A virtual or fantasy trip can liberate the young spirit to imagine what it might be like to be somewhere else as well as encouraging speculation along the lines of “The ten places I would like most to visit are … because ….” It doesn’t matter what the draw of each destination might be—historical, cultural, culinary, sheer curiosity—what matters is that the child has picked it out.
Many schools assign students to plan a trip of this sort and combine it with mathematical and geographical instruction by giving students a budget and by requiring the development of a detailed itinerary and estimate of expenses. This might be a bit more than most children would see as fun, but the idea of adding to the child’s level of reflection and engagement by suggesting that the young traveler keep a journal or even illustrate and write (to him or herself or to a friend) seems within reason. Some time with a pile of National Geographic magazines might be a good source of ideas for this virtual adventure.
Although travel agencies are undergoing a transition in the age of on-line reservation systems, their offices are still good places to find brochures and posters to excite the traveler.

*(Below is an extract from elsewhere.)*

//! Wire types shared with the turntable server's HTTP API.
//!
//! Field names here are the JSON field names the server reads and writes,
//! so renaming any of them is a protocol change.

pub mod api;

Travel offices may also have the Official Airline Guide, which contains schedules for most airlines across the world. (Of course, most of this information is available freely on the Internet.) A friendly agent might even be a good resource in setting up a globe-trotting itinerary.
And who knows but what a particularly well-designed trip plan might become inspiration for later travel, like a circumnavigating gap year between high school and college; such odysseys are the norm among university-bound students in many European countries, and many colleges smile on and even encourage gap year travel or service.